Le dictateur Hissène Habré : une progéniture du gauchisme armé et de la CIA



«Nous Tchadiens, nous avons la mémoire courte, très courte. Je me souviens de ce matin du 07 juin 1982, où les vaillants combattants des Forces Armées du Nord (FAN) ont libéré notre pays de l’occupation libyenne et de « la coalition anti-nationale ». «Avec cette modeste tribune sur l’affaire Habré, j’aimerais bien remettre certaines choses à leur place en rendant hommage au passage à tous ces valeureux fils du Tchad qui ont contribué sous le régime du président Hissein Habré à hisser, contre vents et marées, par leur abnégation et leurs efforts, notre cher pays parmi les nations respectables et respectées». (Rendons à Hissein Habré ce qui est à Hissein Habré (Saleh Goukouni) sur le site des fans http://www.hisseinhabre.com/)

Au début des années 1970, le Front de Libération Nationale du Tchad, conduit par le «charismatique» (selon ses adulateurs sartriens-gauchistes en Europe pour qui le meurtre de l’homme blanc est un acte révolutionnaire) Hissène Habré, réclame son indépendance au gouvernement tchadien. Composé essentiellement de nomades bantous, il s’estime victime de discriminations. Soutenu financièrement et militairement par la Libye, qui a des vues sur le nord du Tchad et qui soutient traditionnellement les peuples nomades en résistance, le Frolinat gagne quelques batailles contre l’armée française et tchadienne. Je me souviens avoir lu des articles élogieux dans la presse trotskienne de l’époque sur la plupart des fumeuses «libérations nationales», dont celle du Tchad (où Habré était aussi célébré que Castro, ou plus tard Massoud), dans «L’idiot international» (sic) et autres «Rouge», sans oublier les merdes maoïstes; hélas comme le stalinisme, ils effacent leurs traces, lecteur si tu as encore leurs publications ou brochures exaltant le futur criminel contre l’humanité, fais le moi savoir.

Dans les années 1970, le cinéaste des petits jouisseurs germanopratins, Raymond Depardon suit un groupe armé, le Frolinat, dans leur lutte, et sort un documentaire, «Les Révolutionnaires du Tchad» (!?).
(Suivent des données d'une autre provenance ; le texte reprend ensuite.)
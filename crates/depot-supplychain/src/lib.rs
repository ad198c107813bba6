//! Depot Supply Chain - Signing, verification, SBOM, attestations
//!
//! Every record here is content-addressed against an existing
//! artifact: inserts check referential integrity, and the records die
//! with their artifact.

pub mod attestation;
pub mod sbom;
pub mod sign;

use depot_common::config::SupplyChainConfig;
use depot_common::{BucketName, ObjectKey, Result};
use depot_engine::ObjectEngine;
use depot_meta::MetaStore;
use std::sync::Arc;
use tokio_util::sync::CancellationToken;

pub use sbom::SbomAttachment;
pub use sign::{SIGNATURE_ALGORITHM, SignatureOutcome, VerificationResult};

/// Supply-chain operations over the object engine
pub struct SupplyChainService {
    engine: Arc<ObjectEngine>,
    config: SupplyChainConfig,
}

impl SupplyChainService {
    #[must_use]
    pub fn new(engine: Arc<ObjectEngine>, config: SupplyChainConfig) -> Self {
        Self { engine, config }
    }

    #[must_use]
    pub fn engine(&self) -> &Arc<ObjectEngine> {
        &self.engine
    }

    #[must_use]
    pub const fn config(&self) -> &SupplyChainConfig {
        &self.config
    }

    pub(crate) fn meta(&self) -> &MetaStore {
        self.engine.meta()
    }

    /// Full artifact bytes through the verifying reader
    pub(crate) async fn read_artifact(
        &self,
        token: &CancellationToken,
        bucket: &BucketName,
        key: &ObjectKey,
    ) -> Result<Vec<u8>> {
        let result = self.engine.get_object(token, bucket, key, None).await?;
        depot_backend::read_to_end(result.reader).await
    }
}

#[cfg(test)]
pub(crate) mod tests {
    use super::*;
    use bytes::Bytes;
    use depot_backend::FilesystemBackend;
    use std::time::Duration;

    pub(crate) fn bucket() -> BucketName {
        BucketName::new_unchecked("releases")
    }

    pub(crate) fn key(s: &str) -> ObjectKey {
        ObjectKey::new_unchecked(s)
    }

    pub(crate) async fn service() -> (SupplyChainService, tempfile::TempDir) {
        let dir = tempfile::tempdir().unwrap();
        let meta = MetaStore::open(dir.path().join("metadata.db")).unwrap();
        let backend = Arc::new(FilesystemBackend::new(dir.path().join("data"), true));
        let engine = Arc::new(ObjectEngine::new(
            meta,
            backend,
            Duration::from_secs(3600),
        ));
        engine
            .create_bucket(&CancellationToken::new(), &bucket())
            .await
            .unwrap();
        (
            SupplyChainService::new(engine, SupplyChainConfig::default()),
            dir,
        )
    }

    /// Service with `releases/app.bin` already stored
    pub(crate) async fn seeded_service(body: &[u8]) -> (SupplyChainService, tempfile::TempDir) {
        let (service, dir) = service().await;
        service
            .engine()
            .put_object(
                &CancellationToken::new(),
                &bucket(),
                &key("app.bin"),
                Bytes::copy_from_slice(body),
                "application/octet-stream".to_string(),
                Default::default(),
            )
            .await
            .unwrap();
        (service, dir)
    }
}
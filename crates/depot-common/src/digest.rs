//! Digest utilities for Depot
//!
//! SHA-256 content digests and MD5 ETags, computed in one streaming
//! pass, plus the composite multipart ETag rule.

use md5::Md5;
use sha2::{Digest, Sha256};

/// Digests of a payload after a full pass
#[derive(Clone, Debug, PartialEq, Eq)]
pub struct Digests {
    /// Hex-encoded SHA-256 of the payload
    pub sha256: String,
    /// Hex-encoded MD5 of the payload (single-part ETag)
    pub md5: String,
    pub len: u64,
}

/// Streaming calculator producing SHA-256 and MD5 in one pass
pub struct DigestWriter {
    sha256: Sha256,
    md5: Md5,
    len: u64,
}

impl DigestWriter {
    #[must_use]
    pub fn new() -> Self {
        Self {
            sha256: Sha256::new(),
            md5: Md5::new(),
            len: 0,
        }
    }

    pub fn update(&mut self, data: &[u8]) {
        self.sha256.update(data);
        self.md5.update(data);
        self.len += data.len() as u64;
    }

    #[must_use]
    pub fn finalize(self) -> Digests {
        Digests {
            sha256: hex::encode(self.sha256.finalize()),
            md5: hex::encode(self.md5.finalize()),
            len: self.len,
        }
    }
}

impl Default for DigestWriter {
    fn default() -> Self {
        Self::new()
    }
}

/// Hex SHA-256 of a full in-memory payload
#[must_use]
pub fn sha256_hex(data: &[u8]) -> String {
    hex::encode(Sha256::digest(data))
}

/// Hex MD5 of a full in-memory payload
#[must_use]
pub fn md5_hex(data: &[u8]) -> String {
    hex::encode(Md5::digest(data))
}

/// Composite multipart ETag: hex MD5 of the concatenated per-part MD5
/// bytes, suffixed with `-N` where N is the part count.
///
/// Part etags are the hex MD5 strings recorded at part upload, in
/// ascending part-number order.
pub fn composite_etag<'a>(part_etags: impl IntoIterator<Item = &'a str>) -> Result<String, hex::FromHexError> {
    let mut concat = Vec::new();
    let mut count = 0usize;
    for etag in part_etags {
        concat.extend_from_slice(&hex::decode(etag)?);
        count += 1;
    }
    Ok(format!("{}-{count}", hex::encode(Md5::digest(&concat))))
}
Dans ce reportage il s’offre le luxe d’exhiber la pauvre otage l’ethnologue Françoise Claustre, ce qui fait plutôt rire les milieux gauchistes; on entendit dire même que Habré s’était «tapé» Claustre, voire qu’elle était en état de «claustration»... Sans honte, Depardon se refait une bourse 30 ans après en reprenant ce «matériau» , alors que le monde entier sait ce dont a été capable la crapule Habré. Cela donne: La Captive du Désert, un « film-photo » où ce type cherche avant tout à filmer le désert dans ce qu’il a d’épuisant, de harassant (la technique post-gauchiste du «refoulement» classique de l’éduc bourgeoise (x), de l’oubli de la complicité politique). On y voit Sandrine Bonnaire, qui joue le rôle de Françoise Claustre, seule au milieu des nomades, ballotée de grotte en grotte. Film long et emmerdant même avec sa caravane de chameaux.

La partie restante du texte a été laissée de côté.